- **ENTRIES SHOWN**:
//! Axum extractors that build the pieces of a [`crate::RequestContext`]
//! from request headers, mirroring the header set the reverse-proxy
//! forward-auth pattern uses: `X-Tenant-ID`, `X-Request-Id`, `X-Actor-Id`,
//! `X-Reason`.

use std::net::IpAddr;

use axum::extract::{ConnectInfo, FromRequestParts};
use axum::http::request::Parts;
use axum::http::StatusCode;
use rebac_models::{Namespace, ValidationError};

use crate::context::ActorContext;

pub const NAMESPACE_HEADER: &str = "x-tenant-id";
pub const REQUEST_ID_HEADER: &str = "x-request-id";
pub const ACTOR_ID_HEADER: &str = "x-actor-id";
pub const REASON_HEADER: &str = "x-reason";

/// Extracts and validates the tenant namespace from `X-Tenant-ID`.
#[derive(Debug, Clone)]
pub struct NamespaceHeader(pub Namespace);

impl<S> FromRequestParts<S> for NamespaceHeader
where
    S: Send + Sync,
{
    type Rejection = (StatusCode, String);

    async fn from_request_parts(parts: &mut Parts, _state: &S) -> Result<Self, Self::Rejection> {
        let raw = parts
            .headers
            .get(NAMESPACE_HEADER)
            .ok_or((StatusCode::BAD_REQUEST, format!("missing {NAMESPACE_HEADER} header")))?
            .to_str()
            .map_err(|_| (StatusCode::BAD_REQUEST, format!("{NAMESPACE_HEADER} header is not valid utf-8")))?;

        Namespace::parse(raw)
            .map(NamespaceHeader)
            .map_err(|e: ValidationError| (StatusCode::BAD_REQUEST, format!("{NAMESPACE_HEADER}: {e}")))
    }
}

/// Best-effort actor attribution: absent or malformed headers degrade to
/// `None` fields rather than rejecting the request. The namespace is the
/// only extractor allowed to fail the request.
#[derive(Debug, Clone)]
pub struct ActorHeaders(pub ActorContext);

impl<S> FromRequestParts<S> for ActorHeaders
where
    S: Send + Sync,
{
    type Rejection = std::convert::Infallible;

    async fn from_request_parts(parts: &mut Parts, state: &S) -> Result<Self, Self::Rejection> {
        let header_str = |name: &str| -> Option<String> {
            parts.headers.get(name)?.to_str().ok().map(str::to_string)
        };

        let ip_address: Option<IpAddr> = ConnectInfo::<std::net::SocketAddr>::from_request_parts(parts, state)
            .await
            .ok()
            .map(|ConnectInfo(addr)| addr.ip());

        let user_agent = header_str(axum::http::header::USER_AGENT.as_str());

        let actor = ActorContext {
            actor_id: header_str(ACTOR_ID_HEADER),
            request_id: header_str(REQUEST_ID_HEADER),
            reason: header_str(REASON_HEADER),
            ip_address,
            user_agent,
        };

        Ok(ActorHeaders(actor))
    }
}

#[cfg(test)]
mod tests {
    use super::*;
    use axum::http::Request;

    #[tokio::test]
    async fn namespace_header_rejects_missing_header() {
        let req = Request::builder().body(()).unwrap();
        let (mut parts, _) = req.into_parts();
        let result = NamespaceHeader::from_request_parts(&mut parts, &()).await;
        assert!(result.is_err());
    }

    #[tokio::test]
    async fn namespace_header_accepts_valid_namespace() {
        let req = Request::builder()
            .header(NAMESPACE_HEADER, "acme")
            .body(())
            .unwrap();
        let (mut parts, _) = req.into_parts();
        let NamespaceHeader(ns) = NamespaceHeader::from_request_parts(&mut parts, &()).await.unwrap();
        assert_eq!(ns.as_str(), "acme");
    }
}
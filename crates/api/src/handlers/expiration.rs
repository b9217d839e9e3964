use std::sync::Arc;

use axum::{
    extract::{Query, State},
    http::StatusCode,
    Json,
};
use chrono::{DateTime, Duration, Utc};
use rebac_context::NamespaceHeader;
use rebac_models::tuple::RelationTuple;
use serde::{Deserialize, Serialize};

use super::{engine_error_response, validation_error_response, ErrorResponse};
use crate::AppState;

#[derive(Debug, Deserialize)]
pub struct TupleKeyFields {
    pub resource_type: String,
    pub resource_id: String,
    pub relation: String,
    pub subject_type: String,
    pub subject_id: String,
    pub subject_relation: Option<String>,
}

#[derive(Debug, Deserialize)]
pub struct SetExpirationRequest {
    #[serde(flatten)]
    pub key: TupleKeyFields,
    pub expires_at: Option<DateTime<Utc>>,
}

pub async fn set_expiration(
    State(state): State<Arc<AppState>>,
    NamespaceHeader(namespace): NamespaceHeader,
    Json(request): Json<SetExpirationRequest>,
) -> Result<Json<RelationTuple>, (StatusCode, Json<ErrorResponse>)> {
    let key = key_from_fields(namespace.as_str(), request.key).map_err(|e| validation_error_response("invalid_tuple_key", e))?;
    let tuple = state.expiration_manager.set_expiration(&key, request.expires_at).await.map_err(engine_error_response)?;
    Ok(Json(tuple))
}

#[derive(Debug, Deserialize)]
pub struct ClearExpirationRequest {
    #[serde(flatten)]
    pub key: TupleKeyFields,
}

pub async fn clear_expiration(
    State(state): State<Arc<AppState>>,
    NamespaceHeader(namespace): NamespaceHeader,
    Json(request): Json<ClearExpirationRequest>,
) -> Result<Json<RelationTuple>, (StatusCode, Json<ErrorResponse>)> {
    let key = key_from_fields(namespace.as_str(), request.key).map_err(|e| validation_error_response("invalid_tuple_key", e))?;
    let tuple = state.expiration_manager.clear_expiration(&key).await.map_err(engine_error_response)?;
    Ok(Json(tuple))
}

#[derive(Debug, Deserialize)]
pub struct ExtendExpirationRequest {
    #[serde(flatten)]
    pub key: TupleKeyFields,
    pub extend_by_seconds: i64,
}

pub async fn extend_expiration(
    State(state): State<Arc<AppState>>,
    NamespaceHeader(namespace): NamespaceHeader,
    Json(request): Json<ExtendExpirationRequest>,
) -> Result<Json<RelationTuple>, (StatusCode, Json<ErrorResponse>)> {
    let key = key_from_fields(namespace.as_str(), request.key).map_err(|e| validation_error_response("invalid_tuple_key", e))?;
    let tuple = state
        .expiration_manager
        .extend_expiration(&key, Duration::seconds(request.extend_by_seconds))
        .await
        .map_err(engine_error_response)?;
    Ok(Json(tuple))
}

#[derive(Debug, Deserialize)]
pub struct ListExpiringQuery {
    pub within_seconds: i64,
}

pub async fn list_expiring(
    State(state): State<Arc<AppState>>,
    NamespaceHeader(namespace): NamespaceHeader,
    Query(query): Query<ListExpiringQuery>,
) -> Result<Json<Vec<RelationTuple>>, (StatusCode, Json<ErrorResponse>)> {
    let tuples = state
        .expiration_manager
        .list_expiring(namespace.as_str(), Duration::seconds(query.within_seconds))
        .await
        .map_err(engine_error_response)?;
    Ok(Json(tuples))
}

#[derive(Debug, Serialize)]
pub struct CleanupExpiredResponse {
    pub deleted: u64,
}

pub async fn cleanup_expired(
    State(state): State<Arc<AppState>>,
    NamespaceHeader(namespace): NamespaceHeader,
) -> Result<Json<CleanupExpiredResponse>, (StatusCode, Json<ErrorResponse>)> {
    let deleted = state.expiration_manager.cleanup_expired(namespace.as_str()).await.map_err(engine_error_response)?;
    Ok(Json(CleanupExpiredResponse { deleted }))
}

fn key_from_fields(namespace: &str, fields: TupleKeyFields) -> Result<rebac_models::tuple::TupleKey, rebac_models::TupleInputError> {
    super::tuple_key_from_fields(
        namespace.to_string(),
        fields.resource_type,
        fields.resource_id,
        fields.relation,
        fields.subject_type,
        fields.subject_id,
        fields.subject_relation,
    )
}
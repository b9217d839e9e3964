use crate::error::Result;
use redis::{aio::ConnectionManager, AsyncCommands, Client};
use serde::{de::DeserializeOwned, Serialize};

#[derive(Debug, Clone)]
pub struct CacheConfig {
    pub url: String,
    pub pool_size: u32,
}

impl Default for CacheConfig {
    fn default() -> Self {
        Self {
            url: "redis://localhost:6379".to_string(),
            pool_size: 10,
        }
    }
}

impl CacheConfig {
    pub fn from_env() -> Self {
        Self {
            url: std::env::var("REDIS_URL").unwrap_or_else(|_| Self::default().url),
            pool_size: std::env::var("REDIS_POOL_SIZE")
                .ok()
                .and_then(|v| v.parse().ok())
                .unwrap_or(10),
        }
    }
}

#[derive(Clone)]
pub struct Cache {
    manager: ConnectionManager,
}

impl Cache {
    pub async fn new(config: CacheConfig) -> Result<Self> {
        let client = Client::open(config.url)?;
        let manager = ConnectionManager::new(client).await?;

        Ok(Self { manager })
    }

    /// Set a value in the cache with optional TTL (seconds)
    pub async fn set<T: Serialize>(
        &self,
        key: &str,
        value: &T,
        ttl_seconds: Option<usize>,
    ) -> Result<()> {
        let serialized = serde_json::to_string(value)?;
        let mut conn = self.manager.clone();

        if let Some(ttl) = ttl_seconds {
            conn.set_ex::<_, _, ()>(key, serialized, ttl as u64).await?;
        } else {
            conn.set::<_, _, ()>(key, serialized).await?;
        }

        Ok(())
    }

    /// Get a value from the cache
    pub async fn get<T: DeserializeOwned>(&self, key: &str) -> Result<Option<T>> {
        let mut conn = self.manager.clone();
        let value: Option<String> = conn.get(key).await?;

        match value {
            Some(s) => {
                let deserialized = serde_json::from_str(&s)?;
                Ok(Some(deserialized))
            }
            None => Ok(None),
        }
    }

    /// Delete a key from the cache
    pub async fn delete(&self, key: &str) -> Result<()> {
        let mut conn = self.manager.clone();
        conn.del::<_, ()>(key).await?;
        Ok(())
    }

    /// Delete multiple keys matching a pattern
    pub async fn delete_pattern(&self, pattern: &str) -> Result<u64> {
        let mut conn = self.manager.clone();
        let keys: Vec<String> = conn.keys(pattern).await?;

        if keys.is_empty() {
            return Ok(0);
        }

        let count = keys.len() as u64;
        conn.del::<_, ()>(keys).await?;
        Ok(count)
    }

    /// Check if a key exists
    pub async fn exists(&self, key: &str) -> Result<bool> {
        let mut conn = self.manager.clone();
        let exists: bool = conn.exists(key).await?;
        Ok(exists)
    }

    /// Set expiration on a key (seconds)
    pub async fn expire(&self, key: &str, seconds: usize) -> Result<()> {
        let mut conn = self.manager.clone();
        conn.expire::<_, ()>(key, seconds as i64).await?;
        Ok(())
    }

    /// Get TTL of a key (seconds remaining)
    pub async fn ttl(&self, key: &str) -> Result<i64> {
        let mut conn = self.manager.clone();
        let ttl: i64 = conn.ttl(key).await?;
        Ok(ttl)
    }

    /// Increment a counter
    pub async fn incr(&self, key: &str) -> Result<i64> {
        let mut conn = self.manager.clone();
        let value: i64 = conn.incr(key, 1).await?;
        Ok(value)
    }

    /// Increment a counter with TTL
    pub async fn incr_with_ttl(&self, key: &str, ttl_seconds: usize) -> Result<i64> {
        let mut conn = self.manager.clone();
        let value: i64 = conn.incr(key, 1).await?;
        conn.expire::<_, ()>(key, ttl_seconds as i64).await?;
        Ok(value)
    }

    /// Get multiple values at once
    pub async fn mget<T: DeserializeOwned>(&self, keys: &[String]) -> Result<Vec<Option<T>>> {
        if keys.is_empty() {
            return Ok(vec![]);
        }

        let mut conn = self.manager.clone();
        let values: Vec<Option<String>> = conn.get(keys).await?;

        let mut results = Vec::with_capacity(values.len());
        for value in values {
            match value {
                Some(s) => {
                    let deserialized = serde_json::from_str(&s)?;
                    results.push(Some(deserialized));
                }
                None => results.push(None),
            }
        }

        Ok(results)
    }

    /// Set multiple values at once
    pub async fn mset<T: Serialize>(&self, items: &[(String, T)]) -> Result<()> {
        if items.is_empty() {
            return Ok(());
        }

        let mut conn = self.manager.clone();
        let mut pairs: Vec<(String, String)> = Vec::with_capacity(items.len());

        for (key, value) in items {
            let serialized = serde_json::to_string(value)?;
            pairs.push((key.clone(), serialized));
        }

        conn.mset::<_, _, ()>(&pairs).await?;
        Ok(())
    }

    /// Ping Redis to check connection
    pub async fn ping(&self) -> Result<()> {
        let mut conn = self.manager.clone();
        redis::cmd("PING").query_async::<()>(&mut conn).await?;
        Ok(())
    }

    /// Flush all keys (WARNING: Use with caution!)
    pub async fn flush_all(&self) -> Result<()> {
        let mut conn = self.manager.clone();
        redis::cmd("FLUSHALL").query_async::<()>(&mut conn).await?;
        Ok(())
    }
}

/// Cache key for a single `check` result.
pub fn check_cache_key(
    namespace: &str,
    subject_type: &str,
    subject_id: &str,
    permission: &str,
    resource_type: &str,
    resource_id: &str,
) -> String {
    format!(
        "rebac:check:{}:{}:{}:{}:{}:{}",
        namespace, subject_type, subject_id, permission, resource_type, resource_id
    )
}

/// Key prefix invalidated on any tuple write touching `namespace`.
pub fn namespace_invalidation_pattern(namespace: &str) -> String {
    format!("rebac:check:{}:*", namespace)
}

#[cfg(test)]
mod tests {
    use super::*;

    #[tokio::test]
    #[ignore] // Only run with Redis available
    async fn test_redis_connection() {
        let config = CacheConfig::from_env();
        let cache = Cache::new(config).await.expect("Failed to connect to Redis");
        cache.ping().await.expect("Failed to ping Redis");
    }

    #[tokio::test]
    #[ignore]
    async fn test_set_get() {
        let config = CacheConfig::from_env();
        let cache = Cache::new(config).await.unwrap();

        cache.set("test_key", &"test_value", Some(60)).await.unwrap();
        let value: Option<String> = cache.get("test_key").await.unwrap();

        assert_eq!(value, Some("test_value".to_string()));
        cache.delete("test_key").await.unwrap();
    }
}
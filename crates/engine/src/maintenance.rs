//! Maintenance (§4.10): statistics, integrity verification, and combined
//! expired-row cleanup across subsystems.

use std::collections::{HashMap, HashSet};

use serde::Serialize;
use sqlx::PgPool;

use crate::error::Result;
use crate::expiration::ExpirationManager;

#[derive(Debug, Clone, Serialize)]
pub struct Stats {
    pub tuple_count: i64,
    pub hierarchy_rule_count: i64,
    pub distinct_user_subjects: i64,
    pub distinct_resources: i64,
}

#[derive(Debug, Clone, Serialize, PartialEq, Eq)]
pub enum IntegrityKind {
    GroupCycles,
    ResourceCycles,
}

#[derive(Debug, Clone, Serialize)]
pub struct IntegrityWarning {
    pub status: &'static str,
    pub kind: IntegrityKind,
    pub details: Vec<String>,
}

#[derive(Debug, Clone, Serialize, Default)]
pub struct CleanupReport {
    pub tuples_deleted: u64,
    pub hierarchy_rules_deleted: u64,
}

#[derive(Clone)]
pub struct Maintenance {
    pool: PgPool,
    expiration: ExpirationManager,
}

impl Maintenance {
    pub fn new(pool: PgPool) -> Self {
        let expiration = ExpirationManager::new(pool.clone());
        Self { pool, expiration }
    }

    pub async fn get_stats(&self, namespace: &str) -> Result<Stats> {
        let tuple_count: i64 = sqlx::query_scalar("SELECT count(*) FROM relation_tuples WHERE namespace = $1")
            .bind(namespace)
            .fetch_one(&self.pool)
            .await?;
        let hierarchy_rule_count: i64 = sqlx::query_scalar("SELECT count(*) FROM hierarchy_rules WHERE namespace = $1")
            .bind(namespace)
            .fetch_one(&self.pool)
            .await?;
        let distinct_user_subjects: i64 = sqlx::query_scalar(
            "SELECT count(DISTINCT subject_id) FROM relation_tuples WHERE namespace = $1 AND subject_type = 'user'",
        )
        .bind(namespace)
        .fetch_one(&self.pool)
        .await?;
        let distinct_resources: i64 = sqlx::query_scalar(
            "SELECT count(DISTINCT (resource_type, resource_id)) FROM relation_tuples WHERE namespace = $1",
        )
        .bind(namespace)
        .fetch_one(&self.pool)
        .await?;

        Ok(Stats { tuple_count, hierarchy_rule_count, distinct_user_subjects, distinct_resources })
    }

    /// Full scan for cycles in the `member` and `parent` graphs. The write
    /// path prevents these under normal operation; a non-empty result
    /// points at data written outside it (manual inserts, a schema
    /// migration, restored backups).
    pub async fn verify_integrity(&self, namespace: &str) -> Result<Vec<IntegrityWarning>> {
        let mut warnings = Vec::new();

        let member_edges: Vec<(String, String, String, String)> = sqlx::query_as(
            "SELECT resource_type, resource_id, subject_type, subject_id FROM relation_tuples WHERE namespace = $1 AND relation = 'member'",
        )
        .bind(namespace)
        .fetch_all(&self.pool)
        .await?;
        if let Some(cycle) = find_cycle(member_edges.into_iter().map(|(rt, ri, st, si)| ((st, si), (rt, ri)))) {
            warnings.push(IntegrityWarning { status: "warning", kind: IntegrityKind::GroupCycles, details: cycle });
        }

        let parent_edges: Vec<(String, String, String, String)> = sqlx::query_as(
            "SELECT resource_type, resource_id, subject_type, subject_id FROM relation_tuples WHERE namespace = $1 AND relation = 'parent'",
        )
        .bind(namespace)
        .fetch_all(&self.pool)
        .await?;
        if let Some(cycle) = find_cycle(parent_edges.into_iter().map(|(rt, ri, st, si)| ((rt, ri), (st, si)))) {
            warnings.push(IntegrityWarning { status: "warning", kind: IntegrityKind::ResourceCycles, details: cycle });
        }

        Ok(warnings)
    }

    pub async fn cleanup_expired(&self, namespace: &str) -> Result<CleanupReport> {
        let tuples_deleted = self.expiration.cleanup_expired(namespace).await?;
        Ok(CleanupReport { tuples_deleted, hierarchy_rules_deleted: 0 })
    }
}

type Endpoint = (String, String);

/// DFS-based cycle detection over an edge list `from -> to`. Returns the
/// first cycle found as a printable chain, if any.
fn find_cycle(edges: impl Iterator<Item = (Endpoint, Endpoint)>) -> Option<Vec<String>> {
    let mut adjacency: HashMap<Endpoint, Vec<Endpoint>> = HashMap::new();
    for (from, to) in edges {
        adjacency.entry(from).or_default().push(to);
    }

    let mut visited: HashSet<Endpoint> = HashSet::new();
    let mut stack: HashSet<Endpoint> = HashSet::new();

    for node in adjacency.keys().cloned().collect::<Vec<_>>() {
        if visited.contains(&node) {
            continue;
        }
        let mut path = Vec::new();
        if let Some(cycle) = dfs(&node, &adjacency, &mut visited, &mut stack, &mut path) {
            return Some(cycle);
        }
    }

    None
}

fn dfs(
    node: &Endpoint,
    adjacency: &HashMap<Endpoint, Vec<Endpoint>>,
    visited: &mut HashSet<Endpoint>,
    stack: &mut HashSet<Endpoint>,
    path: &mut Vec<Endpoint>,
) -> Option<Vec<String>> {
    visited.insert(node.clone());
    stack.insert(node.clone());
    path.push(node.clone());

    if let Some(neighbors) = adjacency.get(node) {
        for next in neighbors {
            if stack.contains(next) {
                let start = path.iter().position(|n| n == next).unwrap_or(0);
                let mut cycle: Vec<String> = path[start..].iter().map(|(t, id)| format!("{}:{}", t, id)).collect();
                cycle.push(format!("{}:{}", next.0, next.1));
                return Some(cycle);
            }
            if !visited.contains(next) {
                if let Some(cycle) = dfs(next, adjacency, visited, stack, path) {
                    return Some(cycle);
                }
            }
        }
    }

    path.pop();
    stack.remove(node);
    None
}

#[cfg(test)]
mod tests {
    use super::*;

    #[test]
    fn find_cycle_detects_a_simple_loop() {
        let edges = vec![
            (("team".to_string(), "a".to_string()), ("team".to_string(), "b".to_string())),
            (("team".to_string(), "b".to_string()), ("team".to_string(), "a".to_string())),
        ];
        let cycle = find_cycle(edges.into_iter());
        assert!(cycle.is_some());
    }

    #[test]
    fn find_cycle_returns_none_for_a_dag() {
        let edges = vec![
            (("team".to_string(), "a".to_string()), ("team".to_string(), "b".to_string())),
            (("team".to_string(), "b".to_string()), ("team".to_string(), "c".to_string())),
        ];
        assert!(find_cycle(edges.into_iter()).is_none());
    }
}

- **EXERCISE BRIEF**: Copy each line of the records that has "ExtendExpirationRequest" in it.

- **SOLUTION FOR THIS PROBLEM**:
pub struct ExtendExpirationRequest {
    Json(request): Json<ExtendExpirationRequest>,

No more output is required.